**Data extracts**
§
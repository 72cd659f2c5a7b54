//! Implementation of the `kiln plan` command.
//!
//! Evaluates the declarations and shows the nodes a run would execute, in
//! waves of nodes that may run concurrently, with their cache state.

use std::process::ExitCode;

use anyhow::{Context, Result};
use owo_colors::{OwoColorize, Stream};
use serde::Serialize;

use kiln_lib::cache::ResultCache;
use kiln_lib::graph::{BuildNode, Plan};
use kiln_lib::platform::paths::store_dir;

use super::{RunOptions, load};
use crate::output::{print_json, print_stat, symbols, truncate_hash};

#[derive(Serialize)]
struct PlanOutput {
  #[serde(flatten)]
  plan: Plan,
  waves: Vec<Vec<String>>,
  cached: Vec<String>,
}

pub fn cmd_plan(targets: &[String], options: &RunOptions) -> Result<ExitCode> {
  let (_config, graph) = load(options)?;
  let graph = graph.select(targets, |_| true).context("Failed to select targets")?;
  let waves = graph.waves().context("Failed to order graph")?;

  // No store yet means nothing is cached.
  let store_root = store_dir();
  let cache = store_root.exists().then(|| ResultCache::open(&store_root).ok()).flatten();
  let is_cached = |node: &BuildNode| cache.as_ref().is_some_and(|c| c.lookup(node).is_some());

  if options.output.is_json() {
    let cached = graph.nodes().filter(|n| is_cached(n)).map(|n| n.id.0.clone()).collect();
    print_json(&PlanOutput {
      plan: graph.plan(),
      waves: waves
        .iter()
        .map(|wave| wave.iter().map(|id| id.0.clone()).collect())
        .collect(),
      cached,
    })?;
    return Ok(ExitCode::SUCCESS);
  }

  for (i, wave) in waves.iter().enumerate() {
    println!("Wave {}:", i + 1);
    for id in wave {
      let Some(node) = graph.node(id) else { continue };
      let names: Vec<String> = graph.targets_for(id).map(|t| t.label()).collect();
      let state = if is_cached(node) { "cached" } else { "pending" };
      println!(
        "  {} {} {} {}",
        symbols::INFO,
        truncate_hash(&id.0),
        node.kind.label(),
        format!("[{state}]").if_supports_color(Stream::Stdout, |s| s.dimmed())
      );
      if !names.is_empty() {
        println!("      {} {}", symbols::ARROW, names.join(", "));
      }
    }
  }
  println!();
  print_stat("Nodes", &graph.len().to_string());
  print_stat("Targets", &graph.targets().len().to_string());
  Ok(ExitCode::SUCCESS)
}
§
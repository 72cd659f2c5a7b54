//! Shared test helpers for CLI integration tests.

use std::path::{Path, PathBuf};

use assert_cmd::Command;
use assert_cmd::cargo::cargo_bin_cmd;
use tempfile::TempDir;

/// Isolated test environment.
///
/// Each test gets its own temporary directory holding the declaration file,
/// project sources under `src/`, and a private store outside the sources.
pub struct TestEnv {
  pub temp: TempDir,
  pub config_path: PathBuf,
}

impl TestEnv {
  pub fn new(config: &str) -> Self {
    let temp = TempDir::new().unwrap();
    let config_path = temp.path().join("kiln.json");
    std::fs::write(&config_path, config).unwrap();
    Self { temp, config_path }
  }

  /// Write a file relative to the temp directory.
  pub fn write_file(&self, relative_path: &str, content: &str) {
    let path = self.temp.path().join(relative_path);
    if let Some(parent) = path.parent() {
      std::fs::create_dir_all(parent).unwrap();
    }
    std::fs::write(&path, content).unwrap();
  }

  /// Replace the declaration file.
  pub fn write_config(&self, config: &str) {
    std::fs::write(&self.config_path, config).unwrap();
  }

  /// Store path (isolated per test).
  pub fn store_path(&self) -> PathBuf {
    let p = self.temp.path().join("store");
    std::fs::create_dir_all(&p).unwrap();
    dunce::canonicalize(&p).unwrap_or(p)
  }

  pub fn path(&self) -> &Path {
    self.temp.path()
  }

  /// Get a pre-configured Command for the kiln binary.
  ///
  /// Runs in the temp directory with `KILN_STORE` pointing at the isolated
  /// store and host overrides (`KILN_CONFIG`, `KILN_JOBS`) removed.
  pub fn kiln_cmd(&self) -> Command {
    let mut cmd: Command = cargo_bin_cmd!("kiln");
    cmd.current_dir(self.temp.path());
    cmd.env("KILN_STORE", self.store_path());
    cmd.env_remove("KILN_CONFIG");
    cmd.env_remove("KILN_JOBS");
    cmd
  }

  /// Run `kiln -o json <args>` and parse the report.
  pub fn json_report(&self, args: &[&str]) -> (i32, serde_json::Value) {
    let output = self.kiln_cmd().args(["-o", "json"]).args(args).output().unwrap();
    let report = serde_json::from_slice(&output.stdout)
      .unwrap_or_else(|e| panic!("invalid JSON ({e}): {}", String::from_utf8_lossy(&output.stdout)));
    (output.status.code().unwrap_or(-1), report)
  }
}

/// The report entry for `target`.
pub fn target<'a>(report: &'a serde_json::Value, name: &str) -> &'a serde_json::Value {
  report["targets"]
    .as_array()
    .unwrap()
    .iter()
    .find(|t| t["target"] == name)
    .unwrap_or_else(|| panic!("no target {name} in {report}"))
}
§
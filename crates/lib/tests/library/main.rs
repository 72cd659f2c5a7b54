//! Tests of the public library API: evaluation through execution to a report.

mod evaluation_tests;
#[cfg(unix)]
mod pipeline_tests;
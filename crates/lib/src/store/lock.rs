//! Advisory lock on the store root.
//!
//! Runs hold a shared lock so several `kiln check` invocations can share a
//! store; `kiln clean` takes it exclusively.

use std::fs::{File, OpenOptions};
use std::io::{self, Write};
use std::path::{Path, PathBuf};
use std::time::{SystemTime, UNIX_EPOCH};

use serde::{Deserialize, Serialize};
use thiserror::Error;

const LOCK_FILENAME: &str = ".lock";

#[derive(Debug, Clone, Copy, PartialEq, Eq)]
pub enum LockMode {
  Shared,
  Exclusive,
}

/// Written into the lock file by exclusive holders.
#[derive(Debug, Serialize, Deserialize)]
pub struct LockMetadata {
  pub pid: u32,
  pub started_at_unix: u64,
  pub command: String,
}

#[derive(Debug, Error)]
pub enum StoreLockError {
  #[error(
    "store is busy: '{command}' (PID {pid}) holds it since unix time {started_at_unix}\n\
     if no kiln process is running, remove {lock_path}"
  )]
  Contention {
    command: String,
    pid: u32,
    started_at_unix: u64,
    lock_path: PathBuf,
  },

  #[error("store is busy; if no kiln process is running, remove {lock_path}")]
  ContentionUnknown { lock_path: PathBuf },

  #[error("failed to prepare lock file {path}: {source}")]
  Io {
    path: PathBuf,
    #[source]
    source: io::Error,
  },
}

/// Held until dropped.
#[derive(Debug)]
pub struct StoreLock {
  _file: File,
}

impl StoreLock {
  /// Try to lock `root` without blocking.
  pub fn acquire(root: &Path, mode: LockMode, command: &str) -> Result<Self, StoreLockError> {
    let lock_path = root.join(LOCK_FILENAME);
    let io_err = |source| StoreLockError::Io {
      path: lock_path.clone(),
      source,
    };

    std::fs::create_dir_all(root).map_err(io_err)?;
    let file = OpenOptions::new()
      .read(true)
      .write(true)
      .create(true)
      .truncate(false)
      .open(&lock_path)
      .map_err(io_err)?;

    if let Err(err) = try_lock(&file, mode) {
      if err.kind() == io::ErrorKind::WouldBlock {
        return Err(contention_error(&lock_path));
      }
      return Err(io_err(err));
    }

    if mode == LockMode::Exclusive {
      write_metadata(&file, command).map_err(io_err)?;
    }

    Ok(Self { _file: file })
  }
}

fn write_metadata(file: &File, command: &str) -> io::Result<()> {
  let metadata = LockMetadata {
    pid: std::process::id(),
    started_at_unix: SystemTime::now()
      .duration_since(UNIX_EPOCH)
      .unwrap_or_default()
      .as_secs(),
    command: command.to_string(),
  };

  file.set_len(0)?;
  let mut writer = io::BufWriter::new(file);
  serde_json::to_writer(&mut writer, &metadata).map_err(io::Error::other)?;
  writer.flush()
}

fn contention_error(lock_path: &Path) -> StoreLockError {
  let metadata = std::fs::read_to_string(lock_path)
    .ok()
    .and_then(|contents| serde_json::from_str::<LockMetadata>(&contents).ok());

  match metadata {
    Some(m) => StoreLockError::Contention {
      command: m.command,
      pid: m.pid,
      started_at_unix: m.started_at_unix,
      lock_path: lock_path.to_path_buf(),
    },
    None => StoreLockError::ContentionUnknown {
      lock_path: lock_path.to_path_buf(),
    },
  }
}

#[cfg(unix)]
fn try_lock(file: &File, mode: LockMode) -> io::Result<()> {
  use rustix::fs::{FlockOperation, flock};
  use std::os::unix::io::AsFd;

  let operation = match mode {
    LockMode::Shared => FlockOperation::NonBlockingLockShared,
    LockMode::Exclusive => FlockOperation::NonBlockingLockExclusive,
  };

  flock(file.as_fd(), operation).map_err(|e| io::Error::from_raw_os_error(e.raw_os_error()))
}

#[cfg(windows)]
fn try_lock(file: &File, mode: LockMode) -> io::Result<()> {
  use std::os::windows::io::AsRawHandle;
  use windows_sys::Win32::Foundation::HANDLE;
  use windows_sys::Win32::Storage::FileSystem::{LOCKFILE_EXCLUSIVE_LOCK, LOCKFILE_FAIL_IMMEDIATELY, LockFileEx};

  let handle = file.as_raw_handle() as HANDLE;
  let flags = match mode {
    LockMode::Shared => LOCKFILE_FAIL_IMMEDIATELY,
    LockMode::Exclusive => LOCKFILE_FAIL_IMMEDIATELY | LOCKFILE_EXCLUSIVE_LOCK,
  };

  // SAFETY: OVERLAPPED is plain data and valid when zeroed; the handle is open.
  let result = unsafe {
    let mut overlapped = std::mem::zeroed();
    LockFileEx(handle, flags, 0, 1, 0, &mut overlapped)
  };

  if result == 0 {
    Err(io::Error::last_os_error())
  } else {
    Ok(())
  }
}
§
**Problem to solve**
How many lines in the material contain the string "flatten"? Reply with the number and nothing else.

**Exercise response**
2